EXERCISE »
What you return should be the lines from the first line of the records below through the line holding "listing as a table", unchanged.

DATA FOR REVIEW »
//! Order display formatting
//!
//! Formats the order listing page and the order detail view for the terminal.

use crate::models::{OrderDetail, OrderRow};
use crate::storage::Paginated;

/// Format one page of the order listing as a table
pub fn format_order_page(page: &Paginated<OrderRow>) -> String {
    if page.items.is_empty() {
        return if page.total == 0 {
            "No orders found.\n".to_string()
        } else {
            format!(
                "Page {} is empty ({} orders over {} pages).\n",
                page.current_page, page.total, page.last_page
            )
        };
    }

    let customer_width = page
        .items
        .iter()
        .filter_map(|row| row.customer_name.as_ref())
        .map(|name| name.chars().count().min(30))
        .max()
        .unwrap_or(8)
        .max(8);

    let mut output = String::new();
    output.push_str(&format!(
        "{:<8}  {:<15}  {:<customer_width$}  {:<10}  {:>12}\n",
        "ID",
        "Order Number",
        "Customer",
        "Date",
        "Grand Total",
        customer_width = customer_width,
    ));
    output.push_str(&format!(
        "{:-<8}  {:-<15}  {:-<customer_width$}  {:-<10}  {:->12}\n",
        "",
        "",
        "",
        "",
        "",
        customer_width = customer_width,
    ));

    for row in &page.items {
        output.push_str(&format!(
            "{:<8}  {:<15}  {:<customer_width$}  {:<10}  {:>12}\n",
            row.id.to_string(),
            row.order_no.map(|n| n.to_string()).unwrap_or_default(),
            truncate(row.customer_name.as_deref().unwrap_or(""), customer_width),
            row.order_date
                .map(|d| d.format("%Y-%m-%d").to_string())
                .unwrap_or_default(),
            row.grand_total.map(|t| t.to_string()).unwrap_or_default(),
            customer_width = customer_width,
        ));
    }

    output.push_str(&format!(
        "\nPage {} of {} ({} orders, {} per page)\n",
        page.current_page, page.last_page, page.total, page.per_page
    ));
    output
}

/// Format an order with its line items
pub fn format_order_details(detail: &OrderDetail) -> String {
    let order = &detail.order;
    let mut output = String::new();

    output.push_str(&format!("Order:       {} ({})\n", order.order_no, order.id));
    output.push_str(&format!("Customer:    {}\n", order.customer_name));
    output.push_str(&format!("Date:        {}\n", order.order_date.format("%Y-%m-%d")));
    output.push_str(&format!("Grand Total: {}\n", order.grand_total));

    if detail.line_items.is_empty() {
        output.push_str("\nNo line items.\n");
        return output;
    }

    output.push_str(&format!(
        "\n{:<10}  {:<30}  {:>6}  {:>12}  {:>12}\n",
        "Item", "Product", "Qty", "Price", "Subtotal"
    ));
    output.push_str(&"-".repeat(78));
    output.push('\n');

    for item in &detail.line_items {
        output.push_str(&format!(
            "{:<10}  {:<30}  {:>6}  {:>12}  {:>12}\n",
            item.id.to_string(),
            truncate(&item.product_name, 30),
            item.qty,
            item.price.to_string(),
            item.subtotal.to_string(),
        ));
    }

    output
}

/// Shorten a string to at most `max_len` characters
fn truncate(s: &str, max_len: usize) -> String {
    if s.chars().count() <= max_len {
        s.to_string()
    } else {
        let kept: String = s.chars().take(max_len.saturating_sub(3)).collect();
        format!("{}...", kept)
    }
}
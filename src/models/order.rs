//! Order model
//!
//! An order is a customer transaction header: a unique invoice number, the
//! customer, the order date and a grand total derived from its line items.

use chrono::{DateTime, NaiveDate, Utc};
use serde::{Deserialize, Serialize};
use std::fmt;

use super::ids::{LineItemId, OrderId};
use super::line_item::{LineItem, LineItemDraft, LineItemInput};
use super::money::Money;
use super::order_number::OrderNumber;

/// A stored order
#[derive(Debug, Clone, PartialEq, Eq, Serialize, Deserialize)]
pub struct Order {
    /// Unique identifier
    pub id: OrderId,

    /// Invoice number, unique across all orders
    pub order_no: OrderNumber,

    pub customer_name: String,

    pub order_date: NaiveDate,

    /// Sum of the line item subtotals, maintained by the totals step
    pub grand_total: Money,

    pub created_at: DateTime<Utc>,
    pub updated_at: DateTime<Utc>,
}

impl Order {
    /// Build a new row with a zero grand total
    pub fn new(id: OrderId, new: NewOrder) -> Self {
        let now = Utc::now();
        Self {
            id,
            order_no: new.order_no,
            customer_name: new.customer_name,
            order_date: new.order_date,
            grand_total: Money::zero(),
            created_at: now,
            updated_at: now,
        }
    }

    /// Apply a set of changes
    pub fn apply(&mut self, changes: OrderChanges) {
        if let Some(customer_name) = changes.customer_name {
            self.customer_name = customer_name;
        }
        if let Some(order_date) = changes.order_date {
            self.order_date = order_date;
        }
        if let Some(grand_total) = changes.grand_total {
            self.grand_total = grand_total;
        }
        self.updated_at = Utc::now();
    }

    /// Project onto the requested columns
    pub fn project(&self, fields: &[OrderField]) -> OrderRow {
        let wants = |field| fields.contains(&field);
        OrderRow {
            id: self.id,
            order_no: wants(OrderField::OrderNo).then_some(self.order_no),
            customer_name: wants(OrderField::CustomerName).then(|| self.customer_name.clone()),
            order_date: wants(OrderField::OrderDate).then_some(self.order_date),
            grand_total: wants(OrderField::GrandTotal).then_some(self.grand_total),
        }
    }
}

impl fmt::Display for Order {
    fn fmt(&self, f: &mut fmt::Formatter<'_>) -> fmt::Result {
        write!(
            f,
            "{} {} {} {}",
            self.order_no,
            self.order_date.format("%Y-%m-%d"),
            self.customer_name,
            self.grand_total
        )
    }
}

/// Columns of the order table
#[derive(Debug, Clone, Copy, PartialEq, Eq, Hash)]
pub enum OrderField {
    Id,
    OrderNo,
    CustomerName,
    OrderDate,
    GrandTotal,
}

impl OrderField {
    /// Every column, in listing order
    pub const ALL: [OrderField; 5] = [
        OrderField::Id,
        OrderField::OrderNo,
        OrderField::CustomerName,
        OrderField::OrderDate,
        OrderField::GrandTotal,
    ];
}

/// A partial order holding only the projected columns
#[derive(Debug, Clone, PartialEq, Eq, Serialize)]
pub struct OrderRow {
    pub id: OrderId,
    #[serde(skip_serializing_if = "Option::is_none")]
    pub order_no: Option<OrderNumber>,
    #[serde(skip_serializing_if = "Option::is_none")]
    pub customer_name: Option<String>,
    #[serde(skip_serializing_if = "Option::is_none")]
    pub order_date: Option<NaiveDate>,
    #[serde(skip_serializing_if = "Option::is_none")]
    pub grand_total: Option<Money>,
}

/// Fields for inserting an order. The grand total always starts at zero.
#[derive(Debug, Clone, PartialEq, Eq)]
pub struct NewOrder {
    pub order_no: OrderNumber,
    pub customer_name: String,
    pub order_date: NaiveDate,
}

/// Partial update of an order
#[derive(Debug, Clone, Default, PartialEq, Eq)]
pub struct OrderChanges {
    pub customer_name: Option<String>,
    pub order_date: Option<NaiveDate>,
    pub grand_total: Option<Money>,
}

impl OrderChanges {
    /// Header edit: customer and date
    pub fn header(customer_name: impl Into<String>, order_date: NaiveDate) -> Self {
        Self {
            customer_name: Some(customer_name.into()),
            order_date: Some(order_date),
            grand_total: None,
        }
    }

    /// Totals recomputation
    pub fn grand_total(total: Money) -> Self {
        Self {
            grand_total: Some(total),
            ..Self::default()
        }
    }
}

/// An order as submitted by a caller, mirroring the order form payload
#[derive(Debug, Clone, PartialEq, Eq, Serialize, Deserialize)]
pub struct OrderInput {
    pub customer_name: String,
    pub order_date: NaiveDate,
    #[serde(rename = "products", default)]
    pub line_items: Vec<LineItemInput>,
}

impl OrderInput {
    pub fn new(customer_name: impl Into<String>, order_date: NaiveDate) -> Self {
        Self {
            customer_name: customer_name.into(),
            order_date,
            line_items: Vec::new(),
        }
    }

    /// Add a line item (builder style)
    pub fn with_item(mut self, item: LineItemInput) -> Self {
        self.line_items.push(item);
        self
    }

    /// Check every field and line, producing the values to write
    pub fn validate(&self) -> Result<ValidatedOrder, OrderValidationError> {
        let customer_name = self.customer_name.trim();
        if customer_name.is_empty() {
            return Err(OrderValidationError::EmptyCustomerName);
        }

        let line_items = self
            .line_items
            .iter()
            .enumerate()
            .map(|(index, item)| {
                item.to_draft()
                    .map(|draft| (item.id, draft))
                    .map_err(|error| OrderValidationError::LineItem {
                        line: index + 1,
                        error: error.to_string(),
                    })
            })
            .collect::<Result<Vec<_>, _>>()?;

        Ok(ValidatedOrder {
            customer_name: customer_name.to_string(),
            order_date: self.order_date,
            line_items,
        })
    }
}

/// An order input that passed validation
#[derive(Debug, Clone, PartialEq, Eq)]
pub struct ValidatedOrder {
    pub customer_name: String,
    pub order_date: NaiveDate,
    pub line_items: Vec<(Option<LineItemId>, LineItemDraft)>,
}

/// An order together with its line items
#[derive(Debug, Clone, PartialEq, Eq, Serialize)]
pub struct OrderDetail {
    pub order: Order,
    pub line_items: Vec<LineItem>,
}

/// Validation errors for orders
#[derive(Debug, Clone, PartialEq, Eq)]
pub enum OrderValidationError {
    EmptyCustomerName,
    LineItem { line: usize, error: String },
}

impl fmt::Display for OrderValidationError {
    fn fmt(&self, f: &mut fmt::Formatter<'_>) -> fmt::Result {
        match self {
            Self::EmptyCustomerName => write!(f, "Customer name cannot be empty"),
            Self::LineItem { line, error } => write!(f, "Line item {}: {}", line, error),
        }
    }
}

impl std::error::Error for OrderValidationError {}
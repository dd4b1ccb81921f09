//! Service layer for OrderDesk
//!
//! The service layer provides business logic on top of the storage layer,
//! handling validation, invoice numbering, and the multi-step order writes.

pub mod order;
pub mod order_number;

pub use order::{OrderQuery, OrderTransactionService};
pub use order_number::OrderNumberGenerator;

ANSWER TO THE PROBLEM »
//! Order display formatting
//!
//! Formats the order listing page and the order detail view for the terminal.

use crate::models::{OrderDetail, OrderRow};
use crate::storage::Paginated;

/// Format one page of the order listing as a table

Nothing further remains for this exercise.